Media coverage of AI study predicting responses to cancer therapy ranks top 5% among published research

| Written by Scott LaFee, Susan Gammon and Greg Calhoun
Sanju Sinha, Ph.D., headshot
Sanju Sinha, Ph.D., assistant professor in the Cancer Molecular Therapeutics Program at Sanford Burnham Prebys.

Last week, Sanford Burnham Prebys and the National Cancer Institute shared findings regarding a first-of-its-kind computational tool to systematically predict patient response to cancer drugs at single-cell resolution.

Many news outlets and trade publications took note of this study and the computational tool’s potential future use in hospitals and clinics. This coverage placed the paper in the top 5% of all manuscripts ranked by Altmetric—a service that tracks and analyzes online attention of published research to improve the understanding and value of research and how it affects people and communities.

The results from the highlighted study were published on April 18, 2024, in the journal Nature Cancer.

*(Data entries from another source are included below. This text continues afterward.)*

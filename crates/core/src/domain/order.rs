use std::fmt;

use chrono::{DateTime, Utc};
use rust_decimal::Decimal;
use serde::{Deserialize, Serialize};

use crate::domain::cart::CartItem;
use crate::domain::customer::CustomerId;
use crate::pricing::PricingTrace;

#[derive(Clone, Debug, PartialEq, Eq, Hash, Serialize, Deserialize)]
pub struct OrderId(pub String);

impl fmt::Display for OrderId {
    fn fmt(&self, f: &mut fmt::Formatter<'_>) -> fmt::Result {
        write!(f, "{}", self.0)
    }
}

/// Client-generated key attached to every submission attempt.
#[derive(Clone, Debug, PartialEq, Eq, Hash, Serialize, Deserialize)]
pub struct IdempotencyKey(pub String);

impl fmt::Display for IdempotencyKey {
    fn fmt(&self, f: &mut fmt::Formatter<'_>) -> fmt::Result {
        write!(f, "{}", self.0)
    }
}

#[derive(Clone, Debug, PartialEq, Eq, Serialize, Deserialize)]
#[serde(rename_all = "snake_case")]
pub enum OrderStatus {
    Pending,
    Confirmed,
    Shipped,
    Delivered,
    Cancelled,
}

impl OrderStatus {
    pub fn as_str(&self) -> &'static str {
        match self {
            Self::Pending => "pending",
            Self::Confirmed => "confirmed",
            Self::Shipped => "shipped",
            Self::Delivered => "delivered",
            Self::Cancelled => "cancelled",
        }
    }

    pub fn parse(value: &str) -> Option<Self> {
        match value.trim().to_ascii_lowercase().as_str() {
            "pending" => Some(Self::Pending),
            "confirmed" => Some(Self::Confirmed),
            "shipped" => Some(Self::Shipped),
            "delivered" => Some(Self::Delivered),
            "cancelled" => Some(Self::Cancelled),
            _ => None,
        }
    }
}

#[derive(Clone, Debug, PartialEq, Eq, Serialize, Deserialize)]
#[serde(rename_all = "camelCase")]
pub struct ShippingAddress {
    pub street: String,
    pub number: String,
    #[serde(default)]
    pub complement: Option<String>,
    #[serde(default)]
    pub neighborhood: Option<String>,
    pub city: String,
    pub state: String,
    pub zip_code: String,
}

impl ShippingAddress {
    /// First required field that is blank, by its wire name.
    pub fn missing_field(&self) -> Option<&'static str> {
        [
            ("street", self.street.as_str()),
            ("number", self.number.as_str()),
            ("city", self.city.as_str()),
            ("state", self.state.as_str()),
            ("zipCode", self.zip_code.as_str()),
        ]
        .into_iter()
        .find(|(_, value)| value.trim().is_empty())
        .map(|(field, _)| field)
    }
}

/// Payment method as stored on an order; `card_number` is always masked.
#[derive(Clone, Debug, PartialEq, Eq, Serialize, Deserialize)]
#[serde(rename_all = "camelCase")]
pub struct PaymentMethod {
    pub card_number: String,
    pub card_holder: String,
    pub card_type: String,
}

#[derive(Clone, Debug, PartialEq, Eq, Serialize, Deserialize)]
#[serde(rename_all = "camelCase")]
pub struct ShippingMethod {
    pub name: String,
    pub price: Decimal,
}

#[derive(Clone, Debug, PartialEq, Eq, Serialize, Deserialize)]
#[serde(rename_all = "camelCase")]
pub struct Order {
    pub id: OrderId,
    pub order_number: String,
    pub customer_id: CustomerId,
    pub idempotency_key: IdempotencyKey,
    pub request_fingerprint: String,
    pub status: OrderStatus,
    pub items: Vec<CartItem>,
    pub shipping_address: ShippingAddress,
    pub payment_method: PaymentMethod,
    pub shipping_method: ShippingMethod,
    pub coupon_code: Option<String>,
    pub subtotal: Decimal,
    pub shipping: Decimal,
    pub discount: Decimal,
    pub total: Decimal,
    pub pricing_trace: PricingTrace,
    pub created_at: DateTime<Utc>,
    pub updated_at: DateTime<Utc>,
}
pub mod cart;
pub mod customer;
pub mod order;
pub mod product;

“Our goal is to create a clinical tool that can predict the treatment response of individual cancer patients in a systematic, data-driven manner. We hope these findings spur more data and more such studies, sooner rather than later,” says first author Sanju Sinha, Ph.D., assistant professor in the Cancer Molecular Therapeutics Program at Sanford Burnham Prebys.

Here are a few of the venues that helped spread the word about this research: 

  • AP News: “Researchers … suggest that such single-cell RNA sequencing data could one day be used to help doctors more precisely match cancer patients with drugs that will be effective for their cancer.”
  • Politico, fourth story in Future Pulse newsletter: “Our hope is that being able to characterize the tumors on a single-cell resolution will enable us to treat and target potentially the most resistant and aggressive [cells], which are currently missed.”
  • NIH.gov: “The researchers discovered that if just one clone were resistant to a particular drug, the patient would not respond to that drug, even if all the other clones responded.”
  • Inside Precision Medicine: “The model was validated by predicting the response to monotherapy and combination treatment in three independent, recently published clinical trials for multiple myeloma, breast, and lung cancer.”

“I’m very pleased with how many news outlets covered our work,” Sinha says. “It is important and will help us continue improving the tool with more data so it can one day benefit cancer patients.”